[Collected data]
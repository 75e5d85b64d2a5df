pub mod ranker;
pub mod similarity;

pub use ranker::rank_top_n;
pub use similarity::SimilarityMatrix;

use crate::error::{RecommendError, Result};
use crate::models::{LatentFactors, ModelParameters};
use nalgebra::DVector;
use std::collections::HashMap;
use std::path::Path;

/// Estimates how a user would rate a restaurant.
pub trait RatingPredictor: Send + Sync {
    fn predict(&self, user_id: &str, restaurant_id: &str) -> Result<f32>;
}

impl<F> RatingPredictor for F
where
    F: Fn(&str, &str) -> Result<f32> + Send + Sync,
{
    fn predict(&self, user_id: &str, restaurant_id: &str) -> Result<f32> {
        self(user_id, restaurant_id)
    }
}

#[derive(Debug, Clone)]
struct FactorRow {
    bias: f32,
    factors: DVector<f32>,
}

/// Biased matrix-factorization predictor loaded from pretrained parameters.
///
/// `r̂(u, i) = μ + b_u + b_i + p_u · q_i`, where an unknown user or item
/// contributes neither a bias nor the interaction term. Estimates are
/// clipped to the model's rating scale.
#[derive(Debug, Clone)]
pub struct LatentFactorModel {
    global_mean: f32,
    rating_scale: (f32, f32),
    user_factors: HashMap<String, FactorRow>,
    item_factors: HashMap<String, FactorRow>,
    embedding_dim: usize,
}

impl LatentFactorModel {
    pub fn from_parameters(parameters: ModelParameters) -> Result<Self> {
        crate::utils::validation::validate_model_parameters(&parameters)?;

        let embedding_dim = parameters
            .users
            .values()
            .chain(parameters.items.values())
            .map(|row| row.factors.len())
            .next()
            .unwrap_or(0);

        let to_rows = |rows: HashMap<String, LatentFactors>| -> Result<HashMap<String, FactorRow>> {
            rows.into_iter()
                .map(|(id, row)| {
                    if row.factors.len() != embedding_dim {
                        return Err(RecommendError::DimensionMismatch {
                            expected: embedding_dim,
                            actual: row.factors.len(),
                        });
                    }
                    Ok((
                        id,
                        FactorRow {
                            bias: row.bias,
                            factors: DVector::from_vec(row.factors),
                        },
                    ))
                })
                .collect()
        };

        let user_factors = to_rows(parameters.users)?;
        let item_factors = to_rows(parameters.items)?;

        Ok(Self {
            global_mean: parameters.global_mean,
            rating_scale: parameters.rating_scale,
            user_factors,
            item_factors,
            embedding_dim,
        })
    }

    pub fn load(path: impl AsRef<Path>) -> Result<Self> {
        let file = std::fs::File::open(path.as_ref())?;
        let parameters: ModelParameters = serde_json::from_reader(std::io::BufReader::new(file))?;
        let model = Self::from_parameters(parameters)?;
        tracing::info!(
            "Loaded latent-factor model from {} ({} users, {} items, dim {})",
            path.as_ref().display(),
            model.user_factors.len(),
            model.item_factors.len(),
            model.embedding_dim()
        );
        Ok(model)
    }

    pub fn embedding_dim(&self) -> usize {
        self.embedding_dim
    }

    pub fn knows_user(&self, user_id: &str) -> bool {
        self.user_factors.contains_key(user_id)
    }

    pub fn knows_item(&self, restaurant_id: &str) -> bool {
        self.item_factors.contains_key(restaurant_id)
    }
}

impl RatingPredictor for LatentFactorModel {
    fn predict(&self, user_id: &str, restaurant_id: &str) -> Result<f32> {
        let user = self.user_factors.get(user_id);
        let item = self.item_factors.get(restaurant_id);

        let mut estimate = self.global_mean;
        if let Some(user) = user {
            estimate += user.bias;
        }
        if let Some(item) = item {
            estimate += item.bias;
        }
        if let (Some(user), Some(item)) = (user, item) {
            estimate += user.factors.dot(&item.factors);
        }

        if !estimate.is_finite() {
            return Err(RecommendError::Prediction {
                user_id: user_id.to_string(),
                restaurant_id: restaurant_id.to_string(),
                reason: "non-finite estimate".to_string(),
            });
        }

        let (low, high) = self.rating_scale;
        Ok(estimate.clamp(low, high))
    }
}
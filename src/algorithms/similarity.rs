use crate::algorithms::ranker::descending;
use crate::error::{RecommendError, Result};
use ndarray::{Array2, ArrayView1};
use std::path::Path;

/// Square restaurant-to-restaurant similarity matrix indexed by catalog
/// row position. Read-only once loaded.
#[derive(Debug, Clone)]
pub struct SimilarityMatrix {
    scores: Array2<f32>,
}

impl SimilarityMatrix {
    pub fn new(scores: Array2<f32>) -> Result<Self> {
        let (rows, cols) = scores.dim();
        if rows != cols {
            return Err(RecommendError::DimensionMismatch {
                expected: rows,
                actual: cols,
            });
        }
        Ok(Self { scores })
    }

    pub fn from_rows(rows: Vec<Vec<f32>>) -> Result<Self> {
        let side = rows.len();
        let mut flat = Vec::with_capacity(side * side);
        for (i, row) in rows.into_iter().enumerate() {
            if row.len() != side {
                return Err(RecommendError::InvalidArtifact(format!(
                    "similarity row {} has {} columns, expected {}",
                    i,
                    row.len(),
                    side
                )));
            }
            flat.extend(row);
        }

        let scores = Array2::from_shape_vec((side, side), flat)
            .map_err(|e| RecommendError::InvalidArtifact(e.to_string()))?;
        Self::new(scores)
    }

    pub fn load(path: impl AsRef<Path>) -> Result<Self> {
        let file = std::fs::File::open(path.as_ref())?;
        let rows: Vec<Vec<f32>> = serde_json::from_reader(std::io::BufReader::new(file))?;
        let matrix = Self::from_rows(rows)?;
        tracing::info!(
            "Loaded {}x{} similarity matrix from {}",
            matrix.len(),
            matrix.len(),
            path.as_ref().display()
        );
        Ok(matrix)
    }

    pub fn len(&self) -> usize {
        self.scores.nrows()
    }

    pub fn is_empty(&self) -> bool {
        self.len() == 0
    }

    pub fn row(&self, position: usize) -> Option<ArrayView1<'_, f32>> {
        (position < self.len()).then(|| self.scores.row(position))
    }

    /// Returns up to `k` `(position, score)` pairs from `position`'s row,
    /// highest similarity first, never including `position` itself.
    ///
    /// Equal scores keep ascending position order.
    pub fn nearest_neighbors(&self, position: usize, k: usize) -> Result<Vec<(usize, f32)>> {
        let row = self.row(position).ok_or_else(|| {
            RecommendError::not_found(format!("similarity row {}", position))
        })?;

        let mut distances: Vec<(usize, f32)> = row.iter().copied().enumerate().collect();
        distances.sort_by(|a, b| descending(a.1, b.1));

        Ok(distances
            .into_iter()
            .filter(|(i, _)| *i != position)
            .take(k)
            .collect())
    }
}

PROBLEM STATEMENT. In the entries above, find every line holding the word "format" and copy it out.

ANSWER BOX.
                return Err(RecommendError::InvalidArtifact(format!(
            RecommendError::not_found(format!("similarity row {}", position))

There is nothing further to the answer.